The data Block Start

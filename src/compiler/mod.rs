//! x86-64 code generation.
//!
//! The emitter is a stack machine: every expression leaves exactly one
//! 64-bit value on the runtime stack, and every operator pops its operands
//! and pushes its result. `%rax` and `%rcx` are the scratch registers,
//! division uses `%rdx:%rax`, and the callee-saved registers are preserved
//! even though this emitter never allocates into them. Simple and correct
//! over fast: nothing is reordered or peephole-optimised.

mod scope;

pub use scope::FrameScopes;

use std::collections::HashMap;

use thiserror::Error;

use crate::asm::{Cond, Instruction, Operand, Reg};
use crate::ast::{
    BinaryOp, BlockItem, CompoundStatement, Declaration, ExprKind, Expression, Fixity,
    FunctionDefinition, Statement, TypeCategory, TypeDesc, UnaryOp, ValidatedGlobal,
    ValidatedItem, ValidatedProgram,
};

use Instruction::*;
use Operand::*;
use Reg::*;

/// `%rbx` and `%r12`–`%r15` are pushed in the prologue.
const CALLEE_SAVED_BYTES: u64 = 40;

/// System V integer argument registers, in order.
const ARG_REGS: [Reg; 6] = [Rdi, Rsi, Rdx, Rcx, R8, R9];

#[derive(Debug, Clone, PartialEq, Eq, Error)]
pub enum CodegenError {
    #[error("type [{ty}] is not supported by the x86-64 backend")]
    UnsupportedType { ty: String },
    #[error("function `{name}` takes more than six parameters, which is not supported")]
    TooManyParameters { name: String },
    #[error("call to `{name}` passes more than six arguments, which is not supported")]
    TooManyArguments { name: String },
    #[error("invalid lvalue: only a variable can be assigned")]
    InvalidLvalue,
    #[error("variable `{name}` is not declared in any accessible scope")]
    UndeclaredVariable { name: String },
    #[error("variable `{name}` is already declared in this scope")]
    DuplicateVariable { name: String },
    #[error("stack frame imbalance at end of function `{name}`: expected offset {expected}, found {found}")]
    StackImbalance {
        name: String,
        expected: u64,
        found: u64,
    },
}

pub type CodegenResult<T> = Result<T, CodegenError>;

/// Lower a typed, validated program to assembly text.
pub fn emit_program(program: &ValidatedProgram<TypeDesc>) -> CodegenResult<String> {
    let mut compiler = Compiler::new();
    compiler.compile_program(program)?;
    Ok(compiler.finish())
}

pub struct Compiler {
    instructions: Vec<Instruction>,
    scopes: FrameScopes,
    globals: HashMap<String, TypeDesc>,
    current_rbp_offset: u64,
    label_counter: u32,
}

The data Block End
The data Block Start

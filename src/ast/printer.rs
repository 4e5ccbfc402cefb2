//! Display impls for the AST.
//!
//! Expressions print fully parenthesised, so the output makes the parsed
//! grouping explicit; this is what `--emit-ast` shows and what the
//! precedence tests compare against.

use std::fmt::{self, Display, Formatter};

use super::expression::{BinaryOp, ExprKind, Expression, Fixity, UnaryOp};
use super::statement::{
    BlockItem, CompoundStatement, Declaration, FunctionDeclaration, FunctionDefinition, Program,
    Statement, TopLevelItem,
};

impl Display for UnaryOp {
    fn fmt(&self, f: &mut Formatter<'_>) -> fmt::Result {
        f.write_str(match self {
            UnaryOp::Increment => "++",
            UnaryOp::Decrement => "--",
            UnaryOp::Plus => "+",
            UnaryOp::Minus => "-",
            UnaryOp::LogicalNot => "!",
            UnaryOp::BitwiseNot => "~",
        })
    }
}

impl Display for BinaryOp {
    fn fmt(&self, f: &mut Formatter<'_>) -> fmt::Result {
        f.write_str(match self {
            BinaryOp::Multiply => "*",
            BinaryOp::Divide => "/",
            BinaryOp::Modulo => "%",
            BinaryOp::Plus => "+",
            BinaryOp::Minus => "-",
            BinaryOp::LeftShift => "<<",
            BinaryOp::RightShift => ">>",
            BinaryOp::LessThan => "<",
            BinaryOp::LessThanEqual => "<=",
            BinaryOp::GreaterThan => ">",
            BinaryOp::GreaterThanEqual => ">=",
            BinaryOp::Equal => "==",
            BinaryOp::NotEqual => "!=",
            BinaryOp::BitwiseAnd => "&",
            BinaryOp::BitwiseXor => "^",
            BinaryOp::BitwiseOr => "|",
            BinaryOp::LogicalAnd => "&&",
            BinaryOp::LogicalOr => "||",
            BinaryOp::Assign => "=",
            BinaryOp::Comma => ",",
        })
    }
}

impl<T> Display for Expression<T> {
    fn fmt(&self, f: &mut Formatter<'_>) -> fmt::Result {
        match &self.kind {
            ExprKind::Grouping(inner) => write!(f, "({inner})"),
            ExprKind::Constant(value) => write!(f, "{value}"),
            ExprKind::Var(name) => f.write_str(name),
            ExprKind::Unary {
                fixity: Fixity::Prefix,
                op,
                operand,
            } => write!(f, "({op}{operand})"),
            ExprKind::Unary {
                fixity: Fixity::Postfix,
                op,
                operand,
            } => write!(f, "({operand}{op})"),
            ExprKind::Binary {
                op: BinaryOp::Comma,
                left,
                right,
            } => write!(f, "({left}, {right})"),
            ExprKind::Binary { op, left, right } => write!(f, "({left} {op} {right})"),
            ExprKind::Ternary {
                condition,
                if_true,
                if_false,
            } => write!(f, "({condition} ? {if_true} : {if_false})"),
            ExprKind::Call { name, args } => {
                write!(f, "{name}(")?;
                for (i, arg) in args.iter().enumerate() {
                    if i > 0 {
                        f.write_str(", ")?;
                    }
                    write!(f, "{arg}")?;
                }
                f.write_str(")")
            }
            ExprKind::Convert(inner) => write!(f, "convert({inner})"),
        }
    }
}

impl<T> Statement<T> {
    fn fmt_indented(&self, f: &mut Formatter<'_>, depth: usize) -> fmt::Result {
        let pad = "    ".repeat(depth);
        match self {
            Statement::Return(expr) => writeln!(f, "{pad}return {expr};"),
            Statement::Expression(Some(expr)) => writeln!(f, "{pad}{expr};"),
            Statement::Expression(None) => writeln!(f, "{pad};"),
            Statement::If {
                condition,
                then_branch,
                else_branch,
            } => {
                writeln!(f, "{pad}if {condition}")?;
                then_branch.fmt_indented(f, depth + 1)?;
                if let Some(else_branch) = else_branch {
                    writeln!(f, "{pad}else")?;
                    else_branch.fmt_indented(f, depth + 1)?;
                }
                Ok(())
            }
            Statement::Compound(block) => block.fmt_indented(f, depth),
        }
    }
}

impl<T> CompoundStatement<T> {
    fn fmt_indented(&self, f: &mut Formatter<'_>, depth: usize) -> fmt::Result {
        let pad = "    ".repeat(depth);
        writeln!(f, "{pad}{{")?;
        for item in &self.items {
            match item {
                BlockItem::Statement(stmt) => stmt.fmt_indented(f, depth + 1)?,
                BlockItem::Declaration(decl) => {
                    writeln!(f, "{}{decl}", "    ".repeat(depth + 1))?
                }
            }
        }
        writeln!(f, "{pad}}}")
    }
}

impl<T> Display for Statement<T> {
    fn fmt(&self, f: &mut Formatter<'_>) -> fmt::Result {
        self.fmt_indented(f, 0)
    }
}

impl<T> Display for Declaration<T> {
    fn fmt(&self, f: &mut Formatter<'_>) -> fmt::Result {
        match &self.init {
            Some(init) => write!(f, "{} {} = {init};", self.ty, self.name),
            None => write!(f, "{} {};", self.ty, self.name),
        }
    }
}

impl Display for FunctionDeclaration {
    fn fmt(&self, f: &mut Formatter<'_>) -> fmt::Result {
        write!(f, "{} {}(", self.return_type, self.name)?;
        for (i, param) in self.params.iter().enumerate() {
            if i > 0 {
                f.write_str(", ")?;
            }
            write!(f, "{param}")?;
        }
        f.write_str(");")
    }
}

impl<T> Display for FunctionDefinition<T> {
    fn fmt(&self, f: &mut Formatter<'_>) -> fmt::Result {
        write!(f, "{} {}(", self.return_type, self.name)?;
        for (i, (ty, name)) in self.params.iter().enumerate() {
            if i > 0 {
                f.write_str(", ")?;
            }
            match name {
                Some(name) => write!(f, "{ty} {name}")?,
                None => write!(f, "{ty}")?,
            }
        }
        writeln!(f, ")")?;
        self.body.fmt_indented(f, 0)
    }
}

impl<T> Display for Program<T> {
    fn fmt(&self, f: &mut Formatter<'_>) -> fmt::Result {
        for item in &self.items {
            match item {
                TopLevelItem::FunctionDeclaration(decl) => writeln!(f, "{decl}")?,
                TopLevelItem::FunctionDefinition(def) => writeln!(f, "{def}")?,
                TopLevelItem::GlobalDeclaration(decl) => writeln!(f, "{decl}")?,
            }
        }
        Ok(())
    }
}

The data Block End

### Problem statement
Output the lines of the records above exactly as they appear, from the line containing "filename src/compiler/mod.rs" through the line containing "Simple and correct".

### Answer to the exercise
filename src/compiler/mod.rs
//! x86-64 code generation.
//!
//! The emitter is a stack machine: every expression leaves exactly one
//! 64-bit value on the runtime stack, and every operator pops its operands
//! and pushes its result. `%rax` and `%rcx` are the scratch registers,
//! division uses `%rdx:%rax`, and the callee-saved registers are preserved
//! even though this emitter never allocates into them. Simple and correct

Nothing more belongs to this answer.